Prompt: Search the records for "unwrap". Report every line where it occurs.

[Stored data]

++++++++++

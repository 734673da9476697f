//! Run configuration with environment overrides.
//!
//! # Precedence
//!
//! Settings resolve in this order (highest priority first):
//!
//! 1. **CLI flags**: applied by the binary after env overrides
//! 2. **Environment variables**: `POOLWITNESS_*`
//! 3. **Defaults**: [`HarnessConfig::default`]
//!
//! # Supported environment variables
//!
//! | Variable | Type | Maps to |
//! |----------|------|---------|
//! | `POOLWITNESS_TRIALS` | `u32` | `trials` |
//! | `POOLWITNESS_STREAM_SIZE` | `u64` | `stream_size` |
//! | `POOLWITNESS_PARALLELISM` | `usize` | `parallelism` |
//! | `POOLWITNESS_LOG` | level name | `log_level` |

use core::fmt;
use std::str::FromStr;

use crate::observability::LogLevel;
use crate::pool::default_parallelism;

/// Environment variable name for the per-scenario trial count.
pub const ENV_TRIALS: &str = "POOLWITNESS_TRIALS";
/// Environment variable name for the per-trial range size.
pub const ENV_STREAM_SIZE: &str = "POOLWITNESS_STREAM_SIZE";
/// Environment variable name for the per-pool worker count.
pub const ENV_PARALLELISM: &str = "POOLWITNESS_PARALLELISM";
/// Environment variable name for the log level.
pub const ENV_LOG_LEVEL: &str = "POOLWITNESS_LOG";

/// Effective configuration for one run.
#[derive(Debug, Clone, PartialEq, Eq)]
pub struct HarnessConfig {
    /// Repetitions of every scenario.
    pub trials: u32,
    /// Range size per trial: the reduction spans `[1, stream_size]`. The
    /// bigger, the more likely the scheduler actually splits work into the
    /// pool.
    pub stream_size: u64,
    /// Worker count for each of the two pools.
    pub parallelism: usize,
    /// Minimum level retained by the run's log collector.
    pub log_level: LogLevel,
}

impl Default for HarnessConfig {
    fn default() -> Self {
        Self {
            trials: 10,
            stream_size: 100,
            parallelism: default_parallelism(),
            log_level: LogLevel::Info,
        }
    }
}

/// A configuration value that could not be applied.
#[derive(Debug, Clone, PartialEq, Eq)]
pub enum ConfigError {
    /// An override was set but unparseable.
    InvalidValue {
        /// The variable (or flag) that held the value.
        var: &'static str,
        /// The raw value.
        value: String,
        /// Why it did not parse.
        reason: String,
    },
    /// A value parsed but is outside its valid range.
    OutOfRange {
        /// The variable (or flag) that held the value.
        var: &'static str,
        /// What the constraint is.
        constraint: &'static str,
    },
}

impl fmt::Display for ConfigError {
    fn fmt(&self, f: &mut fmt::Formatter<'_>) -> fmt::Result {
        match self {
            Self::InvalidValue { var, value, reason } => {
                write!(f, "invalid value for {var}: {value:?} ({reason})")
            }
            Self::OutOfRange { var, constraint } => {
                write!(f, "value for {var} out of range: {constraint}")
            }
        }
    }
}

impl std::error::Error for ConfigError {}

/// Applies `POOLWITNESS_*` environment overrides to `config`.
///
/// Only variables that are set are applied.
///
/// # Errors
///
/// Returns an error if a variable is set but unparseable or out of range.
pub fn apply_env_overrides(config: &mut HarnessConfig) -> Result<(), ConfigError> {
    apply_overrides_from(config, |var| std::env::var(var).ok())
}

/// [`apply_env_overrides`] with an injected lookup, so override handling is
/// testable without touching process-global state.
pub fn apply_overrides_from(
    config: &mut HarnessConfig,
    lookup: impl Fn(&str) -> Option<String>,
) -> Result<(), ConfigError> {
    if let Some(value) = lookup(ENV_TRIALS) {
        config.trials = parse(ENV_TRIALS, &value)?;
    }
    if let Some(value) = lookup(ENV_STREAM_SIZE) {
        config.stream_size = parse(ENV_STREAM_SIZE, &value)?;
        if config.stream_size == 0 {
            return Err(ConfigError::OutOfRange {
                var: ENV_STREAM_SIZE,
                constraint: "must be at least 1",
            });
        }
    }
    if let Some(value) = lookup(ENV_PARALLELISM) {
        config.parallelism = parse(ENV_PARALLELISM, &value)?;
        if config.parallelism == 0 {
            return Err(ConfigError::OutOfRange {
                var: ENV_PARALLELISM,
                constraint: "must be at least 1",
            });
        }
    }
    if let Some(value) = lookup(ENV_LOG_LEVEL) {
        config.log_level = parse(ENV_LOG_LEVEL, &value)?;
    }
    Ok(())
}

fn parse<T>(var: &'static str, value: &str) -> Result<T, ConfigError>
where
    T: FromStr,
    T::Err: fmt::Display,
{
    value
        .trim()
        .parse()
        .map_err(|err: T::Err| ConfigError::InvalidValue {
            var,
            value: value.to_string(),
            reason: err.to_string(),
        })
}

#[cfg(test)]
mod tests {
    use super::*;

    fn lookup_of<'a>(pairs: &'a [(&'static str, &'static str)]) -> impl Fn(&str) -> Option<String> + 'a {
        move |var| {
            pairs
                .iter()
                .find(|(name, _)| *name == var)
                .map(|(_, value)| (*value).to_string())
        }
    }

    #[test]
    fn unset_variables_leave_defaults() {
        let mut config = HarnessConfig::default();
        apply_overrides_from(&mut config, |_| None).unwrap();
        assert_eq!(config, HarnessConfig::default());
    }

    #[test]
    fn overrides_apply() {
        let mut config = HarnessConfig::default();
        apply_overrides_from(
            &mut config,
            lookup_of(&[
                (ENV_TRIALS, "500"),
                (ENV_STREAM_SIZE, "20000000"),
                (ENV_PARALLELISM, "3"),
                (ENV_LOG_LEVEL, "debug"),
            ]),
        )
        .unwrap();
        assert_eq!(config.trials, 500);
        assert_eq!(config.stream_size, 20_000_000);
        assert_eq!(config.parallelism, 3);
        assert_eq!(config.log_level, LogLevel::Debug);
    }

    #[test]
    fn unparseable_value_is_an_error() {
        let mut config = HarnessConfig::default();
        let err = apply_overrides_from(&mut config, lookup_of(&[(ENV_TRIALS, "lots")]))
            .expect_err("must reject");
        assert!(matches!(err, ConfigError::InvalidValue { var, .. } if var == ENV_TRIALS));
    }

    #[test]
    fn zero_sized_stream_is_rejected() {
        let mut config = HarnessConfig::default();
        let err = apply_overrides_from(&mut config, lookup_of(&[(ENV_STREAM_SIZE, "0")]))
            .expect_err("must reject");
        assert!(matches!(err, ConfigError::OutOfRange { .. }));
    }
}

++++++++++

Task answer:
        apply_overrides_from(&mut config, |_| None).unwrap();
        .unwrap();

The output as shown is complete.